Saved entries:
Segment Open
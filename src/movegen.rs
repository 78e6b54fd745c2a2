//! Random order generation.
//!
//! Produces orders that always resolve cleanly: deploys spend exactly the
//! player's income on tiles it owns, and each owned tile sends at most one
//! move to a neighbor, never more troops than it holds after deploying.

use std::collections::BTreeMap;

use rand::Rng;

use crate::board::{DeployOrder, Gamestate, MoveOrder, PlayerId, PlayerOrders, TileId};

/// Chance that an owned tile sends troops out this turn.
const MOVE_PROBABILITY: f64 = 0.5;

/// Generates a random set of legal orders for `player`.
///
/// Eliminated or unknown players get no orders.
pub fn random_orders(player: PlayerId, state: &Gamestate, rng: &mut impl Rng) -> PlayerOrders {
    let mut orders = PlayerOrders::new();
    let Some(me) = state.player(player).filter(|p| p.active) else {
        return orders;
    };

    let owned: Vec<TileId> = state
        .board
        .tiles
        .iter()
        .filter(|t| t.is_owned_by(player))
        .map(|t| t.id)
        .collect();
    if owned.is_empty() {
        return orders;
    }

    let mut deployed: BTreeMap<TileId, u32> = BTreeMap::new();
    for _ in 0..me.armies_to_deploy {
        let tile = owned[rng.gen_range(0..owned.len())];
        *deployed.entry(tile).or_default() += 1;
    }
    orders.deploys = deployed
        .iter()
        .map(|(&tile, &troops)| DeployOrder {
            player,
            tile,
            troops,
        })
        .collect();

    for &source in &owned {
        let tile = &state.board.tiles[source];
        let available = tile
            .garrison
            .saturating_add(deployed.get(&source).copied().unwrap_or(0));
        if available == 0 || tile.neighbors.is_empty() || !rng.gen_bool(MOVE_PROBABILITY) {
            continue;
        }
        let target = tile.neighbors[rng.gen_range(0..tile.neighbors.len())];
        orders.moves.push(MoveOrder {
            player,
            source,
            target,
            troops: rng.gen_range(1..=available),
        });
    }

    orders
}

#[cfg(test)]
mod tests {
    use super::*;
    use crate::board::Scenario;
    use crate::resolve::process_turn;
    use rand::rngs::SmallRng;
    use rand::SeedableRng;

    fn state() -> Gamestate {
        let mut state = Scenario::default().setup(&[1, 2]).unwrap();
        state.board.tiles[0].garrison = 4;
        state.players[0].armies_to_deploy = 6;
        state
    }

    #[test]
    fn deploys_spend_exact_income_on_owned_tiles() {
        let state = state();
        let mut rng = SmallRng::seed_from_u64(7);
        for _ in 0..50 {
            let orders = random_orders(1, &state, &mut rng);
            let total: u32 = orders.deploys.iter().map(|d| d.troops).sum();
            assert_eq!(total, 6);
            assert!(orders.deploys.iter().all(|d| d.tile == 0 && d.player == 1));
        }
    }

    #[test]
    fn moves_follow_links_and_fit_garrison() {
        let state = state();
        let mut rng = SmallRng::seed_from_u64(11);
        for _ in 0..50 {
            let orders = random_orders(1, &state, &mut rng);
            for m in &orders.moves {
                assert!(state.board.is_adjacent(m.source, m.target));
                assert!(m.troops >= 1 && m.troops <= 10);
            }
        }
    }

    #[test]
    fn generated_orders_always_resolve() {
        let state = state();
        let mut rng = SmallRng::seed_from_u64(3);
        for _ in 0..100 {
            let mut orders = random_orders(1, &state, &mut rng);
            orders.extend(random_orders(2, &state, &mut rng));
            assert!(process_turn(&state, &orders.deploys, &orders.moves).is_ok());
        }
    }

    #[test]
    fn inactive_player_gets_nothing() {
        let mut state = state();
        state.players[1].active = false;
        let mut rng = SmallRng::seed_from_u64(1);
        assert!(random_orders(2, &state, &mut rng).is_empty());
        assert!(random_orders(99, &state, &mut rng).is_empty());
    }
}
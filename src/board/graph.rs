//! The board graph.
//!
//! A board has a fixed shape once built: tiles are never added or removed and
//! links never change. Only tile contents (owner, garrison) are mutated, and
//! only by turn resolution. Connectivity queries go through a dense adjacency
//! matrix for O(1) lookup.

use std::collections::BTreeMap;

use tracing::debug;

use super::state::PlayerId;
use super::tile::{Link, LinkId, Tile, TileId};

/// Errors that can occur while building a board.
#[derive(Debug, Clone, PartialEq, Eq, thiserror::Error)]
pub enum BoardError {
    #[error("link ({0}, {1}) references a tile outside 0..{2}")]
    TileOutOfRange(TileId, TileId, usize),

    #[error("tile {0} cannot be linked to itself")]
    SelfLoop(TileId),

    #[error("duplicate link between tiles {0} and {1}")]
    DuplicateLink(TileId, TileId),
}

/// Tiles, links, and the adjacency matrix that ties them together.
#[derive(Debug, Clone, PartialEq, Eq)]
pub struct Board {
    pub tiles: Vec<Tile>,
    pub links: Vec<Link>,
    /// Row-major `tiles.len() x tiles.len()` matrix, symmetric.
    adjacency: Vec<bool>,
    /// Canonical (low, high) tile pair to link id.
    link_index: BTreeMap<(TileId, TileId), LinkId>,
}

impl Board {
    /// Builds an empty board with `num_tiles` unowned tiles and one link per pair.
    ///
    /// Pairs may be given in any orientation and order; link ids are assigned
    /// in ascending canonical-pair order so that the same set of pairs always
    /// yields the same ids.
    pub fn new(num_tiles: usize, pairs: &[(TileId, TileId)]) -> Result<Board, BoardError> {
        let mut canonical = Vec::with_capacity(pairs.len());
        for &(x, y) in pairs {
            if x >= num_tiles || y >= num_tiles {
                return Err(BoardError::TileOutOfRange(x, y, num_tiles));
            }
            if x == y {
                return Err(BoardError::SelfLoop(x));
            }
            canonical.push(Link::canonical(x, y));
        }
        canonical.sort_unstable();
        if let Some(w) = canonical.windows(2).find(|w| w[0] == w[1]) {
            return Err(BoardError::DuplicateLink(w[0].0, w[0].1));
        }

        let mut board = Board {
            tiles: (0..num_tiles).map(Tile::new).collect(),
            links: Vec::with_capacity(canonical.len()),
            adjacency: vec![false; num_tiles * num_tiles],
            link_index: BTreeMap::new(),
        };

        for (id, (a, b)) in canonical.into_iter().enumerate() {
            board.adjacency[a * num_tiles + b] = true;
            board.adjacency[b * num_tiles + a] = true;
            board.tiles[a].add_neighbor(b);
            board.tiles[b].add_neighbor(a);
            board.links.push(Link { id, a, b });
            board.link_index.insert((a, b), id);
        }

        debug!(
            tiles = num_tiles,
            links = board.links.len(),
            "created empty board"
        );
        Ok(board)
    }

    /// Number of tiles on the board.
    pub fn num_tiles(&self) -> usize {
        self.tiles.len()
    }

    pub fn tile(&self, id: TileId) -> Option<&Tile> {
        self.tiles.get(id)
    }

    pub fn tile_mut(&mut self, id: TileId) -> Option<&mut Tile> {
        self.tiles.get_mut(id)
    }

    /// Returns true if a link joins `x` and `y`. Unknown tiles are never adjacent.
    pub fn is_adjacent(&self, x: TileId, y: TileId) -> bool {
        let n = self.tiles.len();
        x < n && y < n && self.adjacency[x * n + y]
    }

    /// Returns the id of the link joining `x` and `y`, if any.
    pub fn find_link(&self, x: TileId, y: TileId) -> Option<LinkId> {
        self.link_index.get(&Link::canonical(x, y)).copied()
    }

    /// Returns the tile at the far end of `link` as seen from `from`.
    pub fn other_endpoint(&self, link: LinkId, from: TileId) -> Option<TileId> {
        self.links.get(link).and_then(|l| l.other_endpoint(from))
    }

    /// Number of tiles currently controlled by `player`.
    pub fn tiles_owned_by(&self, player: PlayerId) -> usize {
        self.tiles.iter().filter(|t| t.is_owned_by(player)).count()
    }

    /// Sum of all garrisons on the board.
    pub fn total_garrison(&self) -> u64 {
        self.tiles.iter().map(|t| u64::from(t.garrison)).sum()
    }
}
Segment Closed
Every record should be printed again exactly as it reads.

— FINISHED EXERCISE —
filename src/movegen.rs
repository 78e6b54fd745c2a2
//! Random order generation.
//!
//! Produces orders that always resolve cleanly: deploys spend exactly the
//! player's income on tiles it owns, and each owned tile sends at most one
//! move to a neighbor, never more troops than it holds after deploying.

use std::collections::BTreeMap;

use rand::Rng;

use crate::board::{DeployOrder, Gamestate, MoveOrder, PlayerId, PlayerOrders, TileId};

/// Chance that an owned tile sends troops out this turn.
const MOVE_PROBABILITY: f64 = 0.5;

/// Generates a random set of legal orders for `player`.
///
/// Eliminated or unknown players get no orders.
pub fn random_orders(player: PlayerId, state: &Gamestate, rng: &mut impl Rng) -> PlayerOrders {
    let mut orders = PlayerOrders::new();
    let Some(me) = state.player(player).filter(|p| p.active) else {
        return orders;
    };

    let owned: Vec<TileId> = state
        .board
        .tiles
        .iter()
        .filter(|t| t.is_owned_by(player))
        .map(|t| t.id)
        .collect();
    if owned.is_empty() {
        return orders;
    }

    let mut deployed: BTreeMap<TileId, u32> = BTreeMap::new();
    for _ in 0..me.armies_to_deploy {
        let tile = owned[rng.gen_range(0..owned.len())];
        *deployed.entry(tile).or_default() += 1;
    }
    orders.deploys = deployed
        .iter()
        .map(|(&tile, &troops)| DeployOrder {
            player,
            tile,
            troops,
        })
        .collect();

    for &source in &owned {
        let tile = &state.board.tiles[source];
        let available = tile
            .garrison
            .saturating_add(deployed.get(&source).copied().unwrap_or(0));
        if available == 0 || tile.neighbors.is_empty() || !rng.gen_bool(MOVE_PROBABILITY) {
            continue;
        }
        let target = tile.neighbors[rng.gen_range(0..tile.neighbors.len())];
        orders.moves.push(MoveOrder {
            player,
            source,
            target,
            troops: rng.gen_range(1..=available),
        });
    }

    orders
}

#[cfg(test)]
mod tests {
    use super::*;
    use crate::board::Scenario;
    use crate::resolve::process_turn;
    use rand::rngs::SmallRng;
    use rand::SeedableRng;

    fn state() -> Gamestate {
        let mut state = Scenario::default().setup(&[1, 2]).unwrap();
        state.board.tiles[0].garrison = 4;
        state.players[0].armies_to_deploy = 6;
        state
    }

    #[test]
    fn deploys_spend_exact_income_on_owned_tiles() {
        let state = state();
        let mut rng = SmallRng::seed_from_u64(7);
        for _ in 0..50 {
            let orders = random_orders(1, &state, &mut rng);
            let total: u32 = orders.deploys.iter().map(|d| d.troops).sum();
            assert_eq!(total, 6);
            assert!(orders.deploys.iter().all(|d| d.tile == 0 && d.player == 1));
        }
    }

    #[test]
    fn moves_follow_links_and_fit_garrison() {
        let state = state();
        let mut rng = SmallRng::seed_from_u64(11);
        for _ in 0..50 {
            let orders = random_orders(1, &state, &mut rng);
            for m in &orders.moves {
                assert!(state.board.is_adjacent(m.source, m.target));
                assert!(m.troops >= 1 && m.troops <= 10);
            }
        }
    }

    #[test]
    fn generated_orders_always_resolve() {
        let state = state();
        let mut rng = SmallRng::seed_from_u64(3);
        for _ in 0..100 {
            let mut orders = random_orders(1, &state, &mut rng);
            orders.extend(random_orders(2, &state, &mut rng));
            assert!(process_turn(&state, &orders.deploys, &orders.moves).is_ok());
        }
    }

    #[test]
    fn inactive_player_gets_nothing() {
        let mut state = state();
        state.players[1].active = false;
        let mut rng = SmallRng::seed_from_u64(1);
        assert!(random_orders(2, &state, &mut rng).is_empty());
        assert!(random_orders(99, &state, &mut rng).is_empty());
    }
}
filename src/board/graph.rs
//! The board graph.
//!
//! A board has a fixed shape once built: tiles are never added or removed and
//! links never change. Only tile contents (owner, garrison) are mutated, and
//! only by turn resolution. Connectivity queries go through a dense adjacency
//! matrix for O(1) lookup.

use std::collections::BTreeMap;

use tracing::debug;

use super::state::PlayerId;
use super::tile::{Link, LinkId, Tile, TileId};

/// Errors that can occur while building a board.
#[derive(Debug, Clone, PartialEq, Eq, thiserror::Error)]
pub enum BoardError {
    #[error("link ({0}, {1}) references a tile outside 0..{2}")]
    TileOutOfRange(TileId, TileId, usize),

    #[error("tile {0} cannot be linked to itself")]
    SelfLoop(TileId),

    #[error("duplicate link between tiles {0} and {1}")]
    DuplicateLink(TileId, TileId),
}

/// Tiles, links, and the adjacency matrix that ties them together.
#[derive(Debug, Clone, PartialEq, Eq)]
pub struct Board {
    pub tiles: Vec<Tile>,
    pub links: Vec<Link>,
    /// Row-major `tiles.len() x tiles.len()` matrix, symmetric.
    adjacency: Vec<bool>,
    /// Canonical (low, high) tile pair to link id.
    link_index: BTreeMap<(TileId, TileId), LinkId>,
}

impl Board {
    /// Builds an empty board with `num_tiles` unowned tiles and one link per pair.
    ///
    /// Pairs may be given in any orientation and order; link ids are assigned
    /// in ascending canonical-pair order so that the same set of pairs always
    /// yields the same ids.
    pub fn new(num_tiles: usize, pairs: &[(TileId, TileId)]) -> Result<Board, BoardError> {
        let mut canonical = Vec::with_capacity(pairs.len());
        for &(x, y) in pairs {
            if x >= num_tiles || y >= num_tiles {
                return Err(BoardError::TileOutOfRange(x, y, num_tiles));
            }
            if x == y {
                return Err(BoardError::SelfLoop(x));
            }
            canonical.push(Link::canonical(x, y));
        }
        canonical.sort_unstable();
        if let Some(w) = canonical.windows(2).find(|w| w[0] == w[1]) {
            return Err(BoardError::DuplicateLink(w[0].0, w[0].1));
        }

        let mut board = Board {
            tiles: (0..num_tiles).map(Tile::new).collect(),
            links: Vec::with_capacity(canonical.len()),
            adjacency: vec![false; num_tiles * num_tiles],
            link_index: BTreeMap::new(),
        };

        for (id, (a, b)) in canonical.into_iter().enumerate() {
            board.adjacency[a * num_tiles + b] = true;
            board.adjacency[b * num_tiles + a] = true;
            board.tiles[a].add_neighbor(b);
            board.tiles[b].add_neighbor(a);
            board.links.push(Link { id, a, b });
            board.link_index.insert((a, b), id);
        }

        debug!(
            tiles = num_tiles,
            links = board.links.len(),
            "created empty board"
        );
        Ok(board)
    }

    /// Number of tiles on the board.
    pub fn num_tiles(&self) -> usize {
        self.tiles.len()
    }

    pub fn tile(&self, id: TileId) -> Option<&Tile> {
        self.tiles.get(id)
    }

    pub fn tile_mut(&mut self, id: TileId) -> Option<&mut Tile> {
        self.tiles.get_mut(id)
    }

    /// Returns true if a link joins `x` and `y`. Unknown tiles are never adjacent.
    pub fn is_adjacent(&self, x: TileId, y: TileId) -> bool {
        let n = self.tiles.len();
        x < n && y < n && self.adjacency[x * n + y]
    }

    /// Returns the id of the link joining `x` and `y`, if any.
    pub fn find_link(&self, x: TileId, y: TileId) -> Option<LinkId> {
        self.link_index.get(&Link::canonical(x, y)).copied()
    }

    /// Returns the tile at the far end of `link` as seen from `from`.
    pub fn other_endpoint(&self, link: LinkId, from: TileId) -> Option<TileId> {
        self.links.get(link).and_then(|l| l.other_endpoint(from))
    }

    /// Number of tiles currently controlled by `player`.
    pub fn tiles_owned_by(&self, player: PlayerId) -> usize {
        self.tiles.iter().filter(|t| t.is_owned_by(player)).count()
    }

    /// Sum of all garrisons on the board.
    pub fn total_garrison(&self) -> u64 {
        self.tiles.iter().map(|t| u64::from(t.garrison)).sum()
    }
}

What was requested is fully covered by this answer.